Grammatik für Fortgeschrittene  (2)

Das Kreuz mit dem Partizip

Von Rainer Werner

Die Gendersprache kennt viele Varianten. Am bekanntesten wurde die Umgehung des anstößigen Generischen Maskulinums („die Lehrer“) durch die ausschließliche Verwendung der weiblichen Form „die Lehrerinnen“. Um den diversen anderen Geschlechtern, die es nach Meinung der Genderaktivistinnen gibt, gerecht zu werden, wurden Markierungszeichen wie der Gendergap („Student_innen“) oder der Genderstern („Fotograf*innen“) eingeführt. Die Sternvariante hat die größte Verbreitung gefunden. Der Berliner Senat hat schon vor Jahren den Genderstern als offizielle Sprachnorm im amtlichen Schriftverkehr – also auch an den Schulen – eingeführt.

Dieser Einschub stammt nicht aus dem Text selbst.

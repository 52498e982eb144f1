//! Command handlers for the CLI.

pub mod update;
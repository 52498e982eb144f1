//! User-facing warnings.

use console::style;

/// Receives non-fatal notices raised while a command runs.
pub trait Diagnostics {
    /// Report a warning under a short category label such as the command name.
    fn warn(&self, category: &str, message: &str);
}

/// Writes warnings to the log and, styled, to stderr.
#[derive(Clone, Copy, Debug, Default)]
pub struct TermDiagnostics;

impl Diagnostics for TermDiagnostics {
    fn warn(&self, category: &str, message: &str) {
        log::warn!("{category}: {message}");
        eprintln!(
            "{} {} {}",
            style("WARN").black().on_yellow(),
            style(category).magenta(),
            message
        );
    }
}
#![doc = include_str!("../README.md")]
#![warn(missing_docs)]
#![warn(clippy::all)]
#![warn(clippy::pedantic)]
#![warn(clippy::cargo)]
#![allow(clippy::multiple_crate_versions)]

pub mod commands;
pub mod config;
pub mod context;
pub mod diagnostics;
pub mod directive;
pub mod engine;
pub mod finish;
pub mod prefix;
pub mod state;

Eine beliebte Variante „geschlechtersensiblen Sprechens“ besteht darin, bei Gattungsbegriffen, die im Deutschen männlich sind („der Student“), auf neutrale Formen zurückzugreifen. Besonders beliebt sind dabei Partizipialformen: „Lehrende“ statt Lehrer, „Dozierende“ statt Dozenten, „Zu Fuß gehende“ statt Fußgänger. Die Straßenverkehrsordnung hat sich als besonders beflissen erwiesen, als sie herkömmliche Bezeichnungen durch eine Fülle von sperrigen Partizipialformen ersetzte: „Rad Fahrende“, „Fahrzeugführende“, „Mofa Fahrende“, „am Verkehr Teilnehmende“. Selbst die „Fußgehendebrücke“ wurde in den Sprachschatz aufgenommen.

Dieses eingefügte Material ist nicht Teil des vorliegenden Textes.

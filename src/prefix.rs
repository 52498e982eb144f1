//! Install prefix discovery.
//!
//! The local prefix is the project root packages are installed into. The global prefix holds the
//! global modules directory (`lib/node_modules` on unix), and the directory one level above that
//! is where global updates are run from.

use std::env;
use std::path::{Path, PathBuf};

use anyhow::Context as _;
use serde::{Deserialize, Serialize};

/// Name of the directory packages are physically installed into.
pub const MODULES_DIR: &str = "node_modules";

/// Name of the project manifest that marks a local prefix.
pub const MANIFEST_FILE: &str = "package.json";

/// Rule turning the global modules root into the directory global updates run in.
#[derive(Clone, Copy, Debug, Default, PartialEq, Eq, Deserialize, Serialize)]
#[serde(rename_all = "kebab-case")]
pub enum GlobalLib {
    /// Go one level up from the global modules root, whatever its last component is.
    #[default]
    Parent,
    /// Drop a trailing `node_modules` component, keeping the path as is otherwise.
    StripNodeModules,
}

impl GlobalLib {
    /// Apply the rule to a global modules root.
    #[must_use]
    pub fn resolve(self, global_modules_root: &Path) -> PathBuf {
        match self {
            Self::Parent => parent_dir(global_modules_root),
            Self::StripNodeModules => {
                if global_modules_root.file_name().is_some_and(|name| name == MODULES_DIR) {
                    parent_dir(global_modules_root)
                } else {
                    global_modules_root.to_path_buf()
                }
            }
        }
    }
}

fn parent_dir(path: &Path) -> PathBuf {
    match path.parent() {
        Some(parent) if parent.as_os_str().is_empty() => PathBuf::from("."),
        Some(parent) => parent.to_path_buf(),
        None => path.to_path_buf(),
    }
}

/// Find the local prefix for `cwd`.
///
/// Walks up from `cwd` to the nearest directory holding a `package.json` or a `node_modules`
/// directory. Falls back to `cwd` itself when no ancestor qualifies.
#[must_use]
pub fn find_local_prefix(cwd: &Path) -> PathBuf {
    log::debug!("Looking for a local prefix above {}...", cwd.display());
    for dir in cwd.ancestors() {
        if dir.join(MANIFEST_FILE).is_file() || dir.join(MODULES_DIR).is_dir() {
            log::debug!("Found local prefix at {}", dir.display());
            return dir.to_path_buf();
        }
    }
    log::debug!(
        "No package.json or node_modules above {}, using it as the prefix",
        cwd.display()
    );
    cwd.to_path_buf()
}

/// Directory global packages are installed into for a given global prefix.
#[must_use]
pub fn global_dir(global_prefix: &Path) -> PathBuf {
    if cfg!(windows) {
        global_prefix.join(MODULES_DIR)
    } else {
        global_prefix.join("lib").join(MODULES_DIR)
    }
}

/// Global prefix used when neither the config file nor the environment names one.
///
/// Honors `PREFIX`, then derives the prefix from the location of the running executable
/// (`<prefix>/bin/<exe>` on unix, `<prefix>/<exe>` on windows).
///
/// # Errors
///
/// Returns an error if the path of the running executable cannot be determined.
pub fn default_global_prefix() -> anyhow::Result<PathBuf> {
    if let Some(prefix) = env::var_os("PREFIX").filter(|prefix| !prefix.is_empty()) {
        log::debug!("Using global prefix from PREFIX");
        return Ok(PathBuf::from(prefix));
    }

    let exe = env::current_exe().context("could not determine the path of the executable")?;
    let bin_dir = exe.parent().unwrap_or(&exe);
    let prefix = if cfg!(windows) {
        bin_dir.to_path_buf()
    } else {
        parent_dir(bin_dir)
    };
    log::debug!("Derived global prefix {} from executable", prefix.display());
    Ok(prefix)
}

#[cfg(test)]
mod tests {
    use super::*;
    use std::fs;

    #[test]
    fn parent_rule_goes_one_level_up() {
        let root = Path::new("/usr/local/global/lib/node_modules");
        assert_eq!(
            GlobalLib::Parent.resolve(root),
            PathBuf::from("/usr/local/global/lib")
        );
    }

    #[test]
    fn parent_rule_ignores_last_component_name() {
        let root = Path::new("/opt/pkgs/modules");
        assert_eq!(GlobalLib::Parent.resolve(root), PathBuf::from("/opt/pkgs"));
    }

    #[test]
    fn parent_rule_keeps_filesystem_root() {
        assert_eq!(GlobalLib::Parent.resolve(Path::new("/")), PathBuf::from("/"));
    }

    #[test]
    fn parent_rule_on_bare_relative_dir() {
        assert_eq!(
            GlobalLib::Parent.resolve(Path::new("node_modules")),
            PathBuf::from(".")
        );
    }

    #[test]
    fn strip_rule_only_strips_node_modules() {
        assert_eq!(
            GlobalLib::StripNodeModules.resolve(Path::new("/g/lib/node_modules")),
            PathBuf::from("/g/lib")
        );
        assert_eq!(
            GlobalLib::StripNodeModules.resolve(Path::new("/g/lib/modules")),
            PathBuf::from("/g/lib/modules")
        );
    }

    #[test]
    fn global_lib_deserializes_from_kebab_case() {
        #[derive(Deserialize)]
        struct Wrapper {
            rule: GlobalLib,
        }
        let wrapper: Wrapper = toml::from_str(r#"rule = "strip-node-modules""#).unwrap();
        assert_eq!(wrapper.rule, GlobalLib::StripNodeModules);
        let wrapper: Wrapper = toml::from_str(r#"rule = "parent""#).unwrap();
        assert_eq!(wrapper.rule, GlobalLib::Parent);
    }

    #[test]
    fn finds_prefix_with_manifest() {
        let tmp = tempfile::tempdir().unwrap();
        let project = tmp.path().join("project");
        let nested = project.join("src").join("deep");
        fs::create_dir_all(&nested).unwrap();
        fs::write(project.join(MANIFEST_FILE), "{}").unwrap();

        assert_eq!(find_local_prefix(&nested), project);
    }

    #[test]
    fn finds_prefix_with_modules_dir() {
        let tmp = tempfile::tempdir().unwrap();
        let project = tmp.path().join("project");
        let nested = project.join("lib");
        fs::create_dir_all(&nested).unwrap();
        fs::create_dir_all(project.join(MODULES_DIR)).unwrap();

        assert_eq!(find_local_prefix(&nested), project);
    }

    #[test]
    fn nearest_prefix_wins() {
        let tmp = tempfile::tempdir().unwrap();
        let outer = tmp.path().join("outer");
        let inner = outer.join("inner");
        fs::create_dir_all(&inner).unwrap();
        fs::write(outer.join(MANIFEST_FILE), "{}").unwrap();
        fs::write(inner.join(MANIFEST_FILE), "{}").unwrap();

        assert_eq!(find_local_prefix(&inner), inner);
    }

    #[test]
    fn global_dir_layout() {
        let dir = global_dir(Path::new("/usr/local"));
        if cfg!(windows) {
            assert_eq!(dir, PathBuf::from("/usr/local/node_modules"));
        } else {
            assert_eq!(dir, PathBuf::from("/usr/local/lib/node_modules"));
        }
    }

    #[test]
    fn global_dir_round_trips_through_parent_rule() {
        let prefix = Path::new("/usr/local");
        let lib = GlobalLib::Parent.resolve(&global_dir(prefix));
        if cfg!(windows) {
            assert_eq!(lib, prefix);
        } else {
            assert_eq!(lib, prefix.join("lib"));
        }
    }
}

Nach meiner Erfahrung gibt es die meisten Ungereimtheiten bei der Verwendung des Partizips Präsens anstatt des geläufigen Gattungsbegriffs. In einem Beitrag für die „Berliner Abendschau“, eine Lokalsendung des rbb, berichtete ein Reporter über eine schräge Werbekampagne der Berliner Verkehrsgesellschaft BVG. Dabei sagte er: „1.400 Mitarbeitende hat die BVG in diesem Jahr schon für sich gewinnen können.“ Der Zuschauer der Sendung fragte sich: Nanu! Wie ist das möglich? Stellt die BVG jetzt ihre Mitarbeiter ein zweites Mal ein? Bekommen die „Mitarbeitenden“ jetzt einen neuen, besser dotieren Arbeitsvertrag? Eine Reporterin desselben Senders sagte in einem Beitrag: „Mitarbeitende befinden sich in einem Warnstreik“. Ja was denn nun? Streiken sie oder arbeiten sie weiter mit? Solche Ungereimtheiten passieren, wenn man statt des Gattungsbegriffs „Mitarbeiter“ das Partizip Präsens „Mitarbeitende“ benutzt, was beileibe nicht dasselbe bedeutet.

Auf welch dünnen Krücken das Partizip Präsens steht, erkennt man zudem, wenn man von „Mitarbeitenden“ die Einzahl bildet. Dann heißt es nämlich „der Mitarbeitende“. Man landet also wieder in der männlichen Form, die man ja gerade vermeiden wollte. Wenn man aber „die Mitarbeitende“ sagt, schließt man männliche Bewerber aus, was diskriminierend wäre, weil für alle Stellenausschreibungen per Gesetz gilt: m / w / d. Die Lösung ist einfach: Im Generischen Maskulinum sind die Vertreter beider Geschlechter enthalten.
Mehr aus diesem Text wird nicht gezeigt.